Вчера я уже успел допросить его, а теперь мы говорили почти по-товарищески. На шпиона он не был похож. Типичнейший представитель нашей научной интеллигенции. Его изрядно потрепало, но некоторые характерные классовые признаки остались – некогда ухоженные белые усы и эспаньолка, чудом уцелевшее пенсне на носу. Только вместо белого халата или шлафрока на нем теперь потертый полушубок с чужого плеча.
Полковник ему сразу поверил, произошел между ними откровенный разговор. Надо думать, старичок владеет необыкновенным даром убеждения. Что же, если полковник ему верит – пристало ли сомневаться мне?
Оказавшись в расположении, я немедленно собрал десяток ребят, из самых лихих. В сгущающихся сумерках мы тронулись в сторону Покровки.
В Покровке приказано было выяснить местоположение неких материалов чрезвычайной важности, которые старичок вывез аж из Москвы и так спешил доставить к нам. Да вот красные помешали, отобрали ценный груз. Теперь нам приказ – обнаружить местоположение сих ценных материалов и по возможности у неприятеля отбить. А лучше выкрасть по-тихому. Дело привычное.

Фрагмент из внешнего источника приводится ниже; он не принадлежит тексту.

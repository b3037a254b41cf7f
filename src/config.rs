//! Pipeline configuration
//!
//! Loaded from a JSON file. Every field is optional and falls back to its
//! default, so an empty object `{}` is a valid configuration.

use std::fs;
use std::path::Path;

use serde::{Deserialize, Serialize};
use thiserror::Error;

use crate::observability::{log_event_with_fields, Event, Logger, Severity};
use crate::pipeline::DEFAULT_AGGREGATE_PAGE_SIZE;

/// Why a configuration could not be loaded
#[derive(Debug, Error)]
pub enum ConfigError {
    #[error("failed to read config {path}: {source}")]
    Io {
        path: String,
        #[source]
        source: std::io::Error,
    },

    #[error("invalid config JSON: {0}")]
    Parse(#[from] serde_json::Error),

    #[error("invalid config: {0}")]
    Invalid(String),
}

/// Tunables shared by every component of one pipeline
#[derive(Debug, Clone, PartialEq, Eq, Serialize, Deserialize)]
pub struct PipelineConfig {
    /// Page size the aggregate component requests from its source
    #[serde(default = "default_aggregate_page_size")]
    pub aggregate_page_size: usize,

    /// Reject order-by comparisons across different value categories
    #[serde(default = "default_order_by_type_guard")]
    pub order_by_type_guard: bool,

    /// Minimum log severity (trace, info, warn, error, fatal)
    #[serde(default = "default_log_level")]
    pub log_level: String,
}

fn default_aggregate_page_size() -> usize {
    DEFAULT_AGGREGATE_PAGE_SIZE
}

fn default_order_by_type_guard() -> bool {
    true
}

fn default_log_level() -> String {
    "warn".to_string()
}

impl Default for PipelineConfig {
    fn default() -> Self {
        Self {
            aggregate_page_size: default_aggregate_page_size(),
            order_by_type_guard: default_order_by_type_guard(),
            log_level: default_log_level(),
        }
    }
}

impl PipelineConfig {
    /// Load and validate configuration from a file
    pub fn load(path: &Path) -> Result<Self, ConfigError> {
        let content = fs::read_to_string(path).map_err(|source| ConfigError::Io {
            path: path.display().to_string(),
            source,
        })?;
        let config = Self::from_json(&content)?;

        let page_size = config.aggregate_page_size.to_string();
        let type_guard = config.order_by_type_guard.to_string();
        log_event_with_fields(
            Event::ConfigLoaded,
            &[
                ("aggregate_page_size", page_size.as_str()),
                ("log_level", config.log_level.as_str()),
                ("order_by_type_guard", type_guard.as_str()),
            ],
        );
        Ok(config)
    }

    /// Parse and validate configuration from a JSON string
    pub fn from_json(content: &str) -> Result<Self, ConfigError> {
        let config: PipelineConfig = serde_json::from_str(content)?;
        config.validate()?;
        Ok(config)
    }

    pub fn validate(&self) -> Result<(), ConfigError> {
        if self.aggregate_page_size == 0 {
            return Err(ConfigError::Invalid(
                "aggregate_page_size must be > 0".to_string(),
            ));
        }
        self.severity()?;
        Ok(())
    }

    /// The configured minimum log severity
    pub fn severity(&self) -> Result<Severity, ConfigError> {
        self.log_level
            .parse::<Severity>()
            .map_err(ConfigError::Invalid)
    }

    /// Install the configured minimum severity on the process logger
    pub fn apply_logging(&self) -> Result<(), ConfigError> {
        Logger::set_min_severity(self.severity()?);
        Ok(())
    }
}

#[cfg(test)]
mod tests {
    use super::*;
    use serde_json::json;
    use tempfile::TempDir;

    #[test]
    fn test_config_defaults() {
        let temp_dir = TempDir::new().unwrap();
        let config_path = temp_dir.path().join("aeroquery.json");
        fs::write(&config_path, "{}").unwrap();

        let config = PipelineConfig::load(&config_path).unwrap();
        assert_eq!(config, PipelineConfig::default());
        assert_eq!(config.aggregate_page_size, i32::MAX as usize);
        assert!(config.order_by_type_guard);
        assert_eq!(config.log_level, "warn");
    }

    #[test]
    fn test_config_overrides() {
        let config = PipelineConfig::from_json(
            &json!({
                "aggregate_page_size": 50,
                "order_by_type_guard": false,
                "log_level": "trace"
            })
            .to_string(),
        )
        .unwrap();
        assert_eq!(config.aggregate_page_size, 50);
        assert!(!config.order_by_type_guard);
        assert_eq!(config.severity().unwrap(), Severity::Trace);
    }

    #[test]
    fn test_config_rejects_zero_page_size() {
        let result = PipelineConfig::from_json(r#"{"aggregate_page_size": 0}"#);
        assert!(matches!(result, Err(ConfigError::Invalid(_))));
    }

    #[test]
    fn test_config_rejects_unknown_log_level() {
        let result = PipelineConfig::from_json(r#"{"log_level": "loud"}"#);
        assert!(matches!(result, Err(ConfigError::Invalid(_))));
    }

    #[test]
    fn test_config_rejects_bad_json() {
        let result = PipelineConfig::from_json("{not json");
        assert!(matches!(result, Err(ConfigError::Parse(_))));
    }

    #[test]
    fn test_missing_file_is_io_error() {
        let temp_dir = TempDir::new().unwrap();
        let result = PipelineConfig::load(&temp_dir.path().join("missing.json"));
        assert!(matches!(result, Err(ConfigError::Io { .. })));
    }
}
//! JSON I/O handling for CLI
//!
//! - Input: one JSON fixture file
//! - Output: one JSON object per line on stdout
//! - UTF-8 only

use std::fs;
use std::io::{self, Write};
use std::path::Path;

use serde::de::DeserializeOwned;
use serde_json::Value;

use super::errors::{CliError, CliResult};

/// Read and parse a JSON fixture file
pub fn read_fixture<T: DeserializeOwned>(path: &Path) -> CliResult<T> {
    let content = fs::read_to_string(path).map_err(|e| {
        CliError::io_error(format!("failed to read {}: {}", path.display(), e))
    })?;
    Ok(serde_json::from_str(&content)?)
}

/// Write a success response to stdout
pub fn write_response(data: Value) -> CliResult<()> {
    let response = serde_json::json!({
        "status": "ok",
        "data": data
    });
    write_line(&response)
}

/// Write an error response to stdout
pub fn write_error(code: &str, message: &str) -> CliResult<()> {
    let response = serde_json::json!({
        "status": "error",
        "code": code,
        "message": message
    });
    write_line(&response)
}

fn write_line(value: &Value) -> CliResult<()> {
    let mut stdout = io::stdout();
    serde_json::to_writer(&mut stdout, value)?;
    writeln!(stdout)?;
    stdout.flush()?;
    Ok(())
}
//! Cooperative cancellation shared by every component of one query.

use std::sync::atomic::{AtomicBool, Ordering};
use std::sync::Arc;

use crate::errors::{QueryError, QueryResult};
use crate::observability::{log_event, Event};

/// Cancellation flag checked at the start of every drain step.
///
/// Clones share the same flag.
#[derive(Debug, Clone, Default)]
pub struct CancellationToken {
    cancelled: Arc<AtomicBool>,
}

impl CancellationToken {
    /// Create a token that is not cancelled
    pub fn new() -> Self {
        Self::default()
    }

    /// Request cancellation
    pub fn cancel(&self) {
        self.cancelled.store(true, Ordering::SeqCst);
    }

    /// Whether cancellation has been requested
    pub fn is_cancelled(&self) -> bool {
        self.cancelled.load(Ordering::SeqCst)
    }

    /// Fails with a cancellation error once cancellation has been requested
    pub fn check(&self) -> QueryResult<()> {
        if self.is_cancelled() {
            log_event(Event::DrainCancelled);
            return Err(QueryError::cancelled());
        }
        Ok(())
    }
}

#[cfg(test)]
mod tests {
    use super::*;

    #[test]
    fn test_clones_share_flag() {
        let token = CancellationToken::new();
        let clone = token.clone();
        assert!(token.check().is_ok());

        clone.cancel();
        assert!(token.is_cancelled());
        assert!(token.check().unwrap_err().is_cancelled());
    }
}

А вышло совсем скверно. Предприятие наше провалилось, даже и не начавшись. На подступах к Покровке начали густо валить хлопья мокрого снега, мы сбились с пути и нарвались на большевистскую засаду. Завязалась перестрелка, спешились, рассыпались между древесных стволов, залегли, прикрывшись лошадьми…
А дальше была яркая вспышка, и будто бы суровый северный атлант, вдохновленный лозунгами большевиков, устал держать небо и с силой обрушил его мне на голову.
Я хотел было вскрикнуть, но навалилась тьма.
Придя в себя, я дернулся от боли, но пошевелиться не смог. Голова болела так, что я с ужасом решил: пробита кость. Старичок стал успокаивать меня и уверять, что это всего лишь неопасная ссадина. Однако именно из-за этой ссадины от большевистского приклада я теперь лежал, связанный, на гнилой соломе и слушал, как скрипят за бревенчатой стеной по снегу валенки часового. Нас двоих захватили в плен, заперли в каком-то амбаре на окраине Покровки, а что с остальными разведчиками – неизвестно.
Боль терзала меня, перед глазами ходили цветные круги.
Должно быть, легкое сотрясение, предположил сочувственно старичок, ощупывая мне голову холодными пальцами. «Лежите спокойнее, милостивый государь, пройдет».
Я обмишурился, опростоволосился, обделался. Впервые за мои двадцать с небольшим я вот так очевидно сел в лужу. И сразу по-крупному. Раньше со мной такого не случалось. Я не без основания считал себя лихим парнем, баловнем судьбы.
Мы лежали на прелой соломе, в кромешной темноте, и я думал о том, что на рассвете нас, скорее всего, расстреляют, как это принято у наших визави. Но перед этим наверняка попробуют допросить. Я лежал и не мог выбрать, что хуже.
Среди ночи двери в сарай распахнулись. На пороге в свете фонарей возник молодой человек с малиновыми щеками, в шубе поверх хрустящей черной кожи и в такой же черной кожаной фуражке с красной звездой.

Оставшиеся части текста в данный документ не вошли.